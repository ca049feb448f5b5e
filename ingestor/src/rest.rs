use crate::hub::Hub;
use crate::model::{TelemetryRow, TypedValue, ValueSlots};
use crate::value;
use crate::ws;
use axum::{
    extract::{Path, Query, State},
    http::StatusCode,
    response::{IntoResponse, Response},
    routing::get,
    Json, Router,
};
use chrono::{DateTime, Utc};
use serde::{Deserialize, Serialize};
use sqlx::PgPool;
use std::sync::Arc;
use std::time::Instant;
use tracing::{error, warn};

#[derive(Clone)]
pub struct AppState {
    pub pool: PgPool,
    pub hub: Arc<Hub>,
    pub started: Instant,
}

#[derive(Debug, Deserialize)]
pub struct TelemetryQuery {
    device_id: Option<String>,
    datastream_id: Option<String>,
    start: Option<DateTime<Utc>>,
    end: Option<DateTime<Utc>>,
    limit: Option<usize>,
    offset: Option<usize>,
}

/// One decoded history point.
#[derive(Debug, Serialize)]
pub struct TelemetryPoint {
    pub id: String,
    pub device_id: String,
    pub datastream_id: String,
    pub value: TypedValue,
    pub ts: DateTime<Utc>,
    pub reported_at: DateTime<Utc>,
}

#[derive(Debug, Serialize)]
pub struct TelemetryResponse {
    pub data: Vec<TelemetryPoint>,
    pub total: usize,
    pub limit: usize,
    pub offset: usize,
}

#[derive(Debug, Serialize)]
pub struct DeviceStateEntry {
    pub datastream_id: String,
    pub pin: String,
    pub name: String,
    pub data_type: String,
    pub value: TypedValue,
    pub updated_at: DateTime<Utc>,
}

#[derive(Debug, Serialize)]
pub struct DeviceStateResponse {
    pub device_id: String,
    pub data: Vec<DeviceStateEntry>,
}

#[derive(Debug, Serialize)]
pub struct HealthResponse {
    pub status: &'static str,
    pub connections: usize,
    pub subscriptions: usize,
    pub uptime_seconds: u64,
}

pub fn create_router(pool: PgPool, hub: Arc<Hub>) -> Router {
    let state = AppState {
        pool,
        hub,
        started: Instant::now(),
    };

    Router::new()
        .route("/api/v1/telemetry", get(get_telemetry))
        .route("/api/v1/devices/:device_id/state", get(get_device_state))
        .route("/health", get(get_health))
        .route("/ws", get(ws::ws_handler))
        .with_state(state)
}

async fn get_telemetry(
    State(state): State<AppState>,
    Query(params): Query<TelemetryQuery>,
) -> Result<Json<TelemetryResponse>, AppError> {
    let limit = params.limit.unwrap_or(100).min(1000);
    let offset = params.offset.unwrap_or(0);

    let mut conditions = Vec::new();
    let mut args = 0;

    if params.device_id.is_some() {
        args += 1;
        conditions.push(format!("device_id = ${}", args));
    }
    if params.datastream_id.is_some() {
        args += 1;
        conditions.push(format!("datastream_id = ${}", args));
    }
    if params.start.is_some() {
        args += 1;
        conditions.push(format!("ts >= ${}", args));
    }
    if params.end.is_some() {
        args += 1;
        conditions.push(format!("ts <= ${}", args));
    }

    let where_clause = if conditions.is_empty() {
        String::new()
    } else {
        format!("WHERE {}", conditions.join(" AND "))
    };

    let query = format!(
        "SELECT id, device_id, datastream_id, long_value, double_value, bool_value, string_value, ts, reported_at
         FROM telemetry
         {}
         ORDER BY ts DESC
         LIMIT {} OFFSET {}",
        where_clause, limit, offset
    );

    let mut query_builder = sqlx::query_as::<_, TelemetryRow>(&query);

    if let Some(device_id) = &params.device_id {
        query_builder = query_builder.bind(device_id);
    }
    if let Some(datastream_id) = &params.datastream_id {
        query_builder = query_builder.bind(datastream_id);
    }
    if let Some(start) = &params.start {
        query_builder = query_builder.bind(start);
    }
    if let Some(end) = &params.end {
        query_builder = query_builder.bind(end);
    }

    let rows = query_builder.fetch_all(&state.pool).await?;

    let data: Vec<TelemetryPoint> = rows
        .into_iter()
        .filter_map(|row| match value::decode(&row.value) {
            Some(value) => Some(TelemetryPoint {
                id: row.id,
                device_id: row.device_id,
                datastream_id: row.datastream_id,
                value,
                ts: row.ts,
                reported_at: row.reported_at,
            }),
            None => {
                warn!("Telemetry row {} has no populated value slot", row.id);
                None
            }
        })
        .collect();

    Ok(Json(TelemetryResponse {
        total: data.len(),
        data,
        limit,
        offset,
    }))
}

#[derive(Debug, sqlx::FromRow)]
struct StateRow {
    datastream_id: String,
    pin: String,
    name: String,
    data_type: String,
    #[sqlx(flatten)]
    value: ValueSlots,
    updated_at: DateTime<Utc>,
}

async fn get_device_state(
    State(state): State<AppState>,
    Path(device_id): Path<String>,
) -> Result<Response, AppError> {
    let exists = sqlx::query_scalar::<_, String>("SELECT id FROM device WHERE id = $1")
        .bind(&device_id)
        .fetch_optional(&state.pool)
        .await?;

    if exists.is_none() {
        return Ok((StatusCode::NOT_FOUND, "Device not found").into_response());
    }

    let rows = sqlx::query_as::<_, StateRow>(
        "SELECT s.datastream_id, d.pin, d.name, d.data_type,
                s.long_value, s.double_value, s.bool_value, s.string_value, s.updated_at
         FROM device_state s
         JOIN datastream d ON d.id = s.datastream_id
         WHERE s.device_id = $1
         ORDER BY d.pin",
    )
    .bind(&device_id)
    .fetch_all(&state.pool)
    .await?;

    let data: Vec<DeviceStateEntry> = rows
        .into_iter()
        .filter_map(|row| match value::decode(&row.value) {
            Some(value) => Some(DeviceStateEntry {
                datastream_id: row.datastream_id,
                pin: row.pin,
                name: row.name,
                data_type: row.data_type,
                value,
                updated_at: row.updated_at,
            }),
            None => {
                warn!(
                    "State row for datastream {} has no populated value slot",
                    row.datastream_id
                );
                None
            }
        })
        .collect();

    Ok(Json(DeviceStateResponse { device_id, data }).into_response())
}

async fn get_health(State(state): State<AppState>) -> Json<HealthResponse> {
    let stats = state.hub.stats();

    Json(HealthResponse {
        status: "ok",
        connections: stats.connections,
        subscriptions: stats.subscriptions,
        uptime_seconds: state.started.elapsed().as_secs(),
    })
}

struct AppError(anyhow::Error);

impl IntoResponse for AppError {
    fn into_response(self) -> Response {
        error!("API error: {}", self.0);
        (
            StatusCode::INTERNAL_SERVER_ERROR,
            format!("Internal server error: {}", self.0),
        )
            .into_response()
    }
}

impl<E> From<E> for AppError
where
    E: Into<anyhow::Error>,
{
    fn from(err: E) -> Self {
        Self(err.into())
    }
}
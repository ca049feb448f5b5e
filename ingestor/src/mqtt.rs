use crate::db::Store;
use crate::errors::{Error, Result};
use crate::hub::Hub;
use crate::ingest::{ingest, ingest_batch};
use crate::metrics::{DROPPED_MESSAGES_TOTAL, MESSAGES_TOTAL, REVOKED_DEVICE_MESSAGES_TOTAL};
use crate::model::{DeviceStatus, TelemetryPayload};
use chrono::Utc;
use rumqttc::{AsyncClient, Event, MqttOptions, Packet, QoS};
use serde::Deserialize;
use std::sync::Arc;
use tracing::{debug, error, info, warn};

const TELEMETRY_TOPIC: &str = "devices/+/telemetry";
const STATUS_TOPIC: &str = "devices/+/status";

#[derive(Debug, Clone, Copy, PartialEq, Eq)]
enum TopicKind {
    Telemetry,
    Status,
}

/// Body of a telemetry publish: one payload or an array of them.
#[derive(Debug, Deserialize)]
#[serde(untagged)]
enum TelemetryBody {
    Single(TelemetryPayload),
    Batch(Vec<TelemetryPayload>),
}

#[derive(Debug, Deserialize)]
struct StatusBody {
    status: String,
}

pub async fn run_mqtt(
    broker: String,
    port: u16,
    client_id: String,
    credentials: Option<(String, String)>,
    store: Arc<dyn Store>,
    hub: Arc<Hub>,
) -> Result<()> {
    info!("Connecting to MQTT broker at {}:{}", broker, port);

    let mut mqtt_options = MqttOptions::new(client_id, broker, port);
    mqtt_options.set_keep_alive(std::time::Duration::from_secs(30));
    mqtt_options.set_clean_session(false);
    if let Some((username, password)) = credentials {
        mqtt_options.set_credentials(username, password);
    }

    let (client, mut eventloop) = AsyncClient::new(mqtt_options, 10000);

    client.subscribe(TELEMETRY_TOPIC, QoS::AtLeastOnce).await?;
    client.subscribe(STATUS_TOPIC, QoS::AtLeastOnce).await?;
    info!(
        "Subscribed to {} and {} with QoS 1",
        TELEMETRY_TOPIC, STATUS_TOPIC
    );

    loop {
        match eventloop.poll().await {
            Ok(notification) => {
                if let Event::Incoming(Packet::Publish(publish)) = notification {
                    MESSAGES_TOTAL.inc();

                    debug!(
                        "Received message on topic {}, size: {} bytes",
                        publish.topic,
                        publish.payload.len()
                    );

                    // One attempt per message; failures are dropped and the
                    // broker's QoS 1 redelivery is the only retry path.
                    if let Err(e) =
                        dispatch(&publish.topic, &publish.payload, store.as_ref(), &hub).await
                    {
                        record_drop(&publish.topic, &e);
                    }
                }
            }
            Err(e) => {
                error!("MQTT error: {}", e);
                // rumqttc automatically reconnects, so we just log and continue
                tokio::time::sleep(std::time::Duration::from_secs(1)).await;
            }
        }
    }
}

/// Counts one dropped message. A revoked credential logs at error level and
/// lands in a dedicated counter; every other failure logs at warn.
fn record_drop(topic: &str, error: &Error) {
    if matches!(error, Error::Unauthorized(_)) {
        error!("Dropping message on {}: {}", topic, error);
        REVOKED_DEVICE_MESSAGES_TOTAL.inc();
    } else {
        warn!("Dropping message on {}: {}", topic, error);
    }
    DROPPED_MESSAGES_TOTAL.inc();
}

async fn dispatch(topic: &str, payload: &[u8], store: &dyn Store, hub: &Hub) -> Result<()> {
    let (device_id, kind) = parse_topic(topic)
        .ok_or_else(|| Error::Validation(format!("Unroutable topic '{}'", topic)))?;

    match kind {
        TopicKind::Telemetry => handle_telemetry(device_id, payload, store, hub).await,
        TopicKind::Status => handle_status(device_id, payload, store).await,
    }
}

async fn handle_telemetry(
    device_id: &str,
    payload: &[u8],
    store: &dyn Store,
    hub: &Hub,
) -> Result<()> {
    let body = serde_json::from_slice::<TelemetryBody>(payload)
        .map_err(|e| Error::Validation(format!("JSON parse error: {}", e)))?;

    match body {
        TelemetryBody::Single(item) => {
            let ingested = ingest(store, device_id, &item).await?;
            if let Ok(report) = serde_json::to_string(&ingested.report()) {
                debug!("Ingestion result: {}", report);
            }
            // Delivery is best-effort; a hub miss never fails the message.
            hub.broadcast(&ingested.event());
            Ok(())
        }
        TelemetryBody::Batch(items) => {
            let results = ingest_batch(store, device_id, &items).await;

            let mut delivered = 0;
            for ingested in results.iter().flatten() {
                hub.broadcast(&ingested.event());
                delivered += 1;
            }

            let failed = results.len() - delivered;
            if failed > 0 {
                let revoked = results
                    .iter()
                    .filter(|result| matches!(result, Err(Error::Unauthorized(_))))
                    .count();
                if revoked > 0 {
                    REVOKED_DEVICE_MESSAGES_TOTAL.inc_by(revoked as f64);
                    error!(
                        "Batch from device {}: {} items rejected on a revoked credential",
                        device_id, revoked
                    );
                }
                DROPPED_MESSAGES_TOTAL.inc_by(failed as f64);
                warn!(
                    "Batch from device {}: {} ingested, {} dropped",
                    device_id, delivered, failed
                );
            }

            Ok(())
        }
    }
}

async fn handle_status(device_id: &str, payload: &[u8], store: &dyn Store) -> Result<()> {
    let body = serde_json::from_slice::<StatusBody>(payload)
        .map_err(|e| Error::Validation(format!("JSON parse error: {}", e)))?;

    let status = DeviceStatus::parse(&body.status)
        .ok_or_else(|| Error::Validation(format!("Unknown status '{}'", body.status)))?;

    if store
        .set_device_status(device_id, status.as_str(), Utc::now())
        .await?
    {
        debug!("Device {} reported {}", device_id, status.as_str());
    } else {
        warn!("Status report for unknown device {}", device_id);
    }

    Ok(())
}

/// Splits `devices/{device_id}/{kind}` into its parts.
fn parse_topic(topic: &str) -> Option<(&str, TopicKind)> {
    let mut parts = topic.split('/');
    match (parts.next(), parts.next(), parts.next(), parts.next()) {
        (Some("devices"), Some(device_id), Some("telemetry"), None) if !device_id.is_empty() => {
            Some((device_id, TopicKind::Telemetry))
        }
        (Some("devices"), Some(device_id), Some("status"), None) if !device_id.is_empty() => {
            Some((device_id, TopicKind::Status))
        }
        _ => None,
    }
}
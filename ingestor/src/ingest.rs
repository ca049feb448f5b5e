use crate::db::{Store, TelemetryWrite};
use crate::errors::{Error, Result};
use crate::metrics::{INGESTED_TOTAL, INGEST_LATENCY_SECONDS, STORAGE_FAILURES_TOTAL};
use crate::model::{
    IngestionResult, TelemetryEvent, TelemetryPayload, TypedValue, ValueSlots,
};
use crate::validate::{validate_datastream, validate_device};
use crate::value;
use chrono::{DateTime, Utc};
use std::time::Instant;
use tracing::warn;
use uuid::Uuid;

/// A successfully committed telemetry point.
#[derive(Debug, Clone)]
pub struct Ingested {
    pub device_id: String,
    pub datastream_id: String,
    pub pin: String,
    pub value: TypedValue,
    pub timestamp: DateTime<Utc>,
    pub duration_ms: u64,
}

impl Ingested {
    pub fn event(&self) -> TelemetryEvent {
        TelemetryEvent {
            device_id: self.device_id.clone(),
            datastream_id: self.datastream_id.clone(),
            timestamp: self.timestamp,
            value: self.value.clone(),
        }
    }

    pub fn report(&self) -> IngestionResult {
        IngestionResult {
            success: true,
            device_id: self.device_id.clone(),
            pin: self.pin.clone(),
            timestamp: self.timestamp,
            duration: self.duration_ms,
        }
    }
}

/// Validates, encodes and commits one telemetry payload.
///
/// The commit is one transaction: telemetry append, device-state upsert and
/// device liveness update all land or none do. There is no retry here; a
/// storage failure surfaces to the transport, which owns redelivery policy.
pub async fn ingest(
    store: &dyn Store,
    device_id: &str,
    payload: &TelemetryPayload,
) -> Result<Ingested> {
    let started = Instant::now();

    let device = validate_device(store, device_id).await?;
    let datastream = validate_datastream(store, &device.template_id, &payload.pin).await?;

    let value = value::encode(&payload.value, &datastream.data_type)?;

    let reported_at = Utc::now();
    let ts = match payload.timestamp {
        Some(epoch) => from_epoch_seconds(epoch)?,
        None => reported_at,
    };

    let write = TelemetryWrite {
        id: Uuid::new_v4().to_string(),
        device_id: device.id.clone(),
        datastream_id: datastream.id.clone(),
        slots: ValueSlots::from(&value),
        ts,
        reported_at,
    };

    if let Err(e) = store.commit_telemetry(&write).await {
        STORAGE_FAILURES_TOTAL.inc();
        return Err(e);
    }

    let elapsed = started.elapsed();
    INGESTED_TOTAL.inc();
    INGEST_LATENCY_SECONDS.observe(elapsed.as_secs_f64());

    Ok(Ingested {
        device_id: device.id,
        datastream_id: datastream.id,
        pin: datastream.pin,
        value,
        timestamp: ts,
        duration_ms: elapsed.as_millis() as u64,
    })
}

/// Runs `ingest` per payload, in order. A failed item is logged and skipped;
/// the rest of the batch still runs.
pub async fn ingest_batch(
    store: &dyn Store,
    device_id: &str,
    payloads: &[TelemetryPayload],
) -> Vec<Result<Ingested>> {
    let mut results = Vec::with_capacity(payloads.len());

    for payload in payloads {
        let result = ingest(store, device_id, payload).await;
        if let Err(e) = &result {
            warn!(
                "Batch item for device {} pin {} failed: {}",
                device_id, payload.pin, e
            );
        }
        results.push(result);
    }

    results
}

fn from_epoch_seconds(epoch: f64) -> Result<DateTime<Utc>> {
    if !epoch.is_finite() {
        return Err(Error::Validation(format!(
            "Timestamp {} is not a valid epoch",
            epoch
        )));
    }

    DateTime::from_timestamp_millis((epoch * 1000.0).round() as i64)
        .ok_or_else(|| Error::Validation(format!("Timestamp {} out of range", epoch)))
}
===============
- Work task: State how many lines of the entries above include the word "enum", offering no text other than the number.

- Result for this task: 2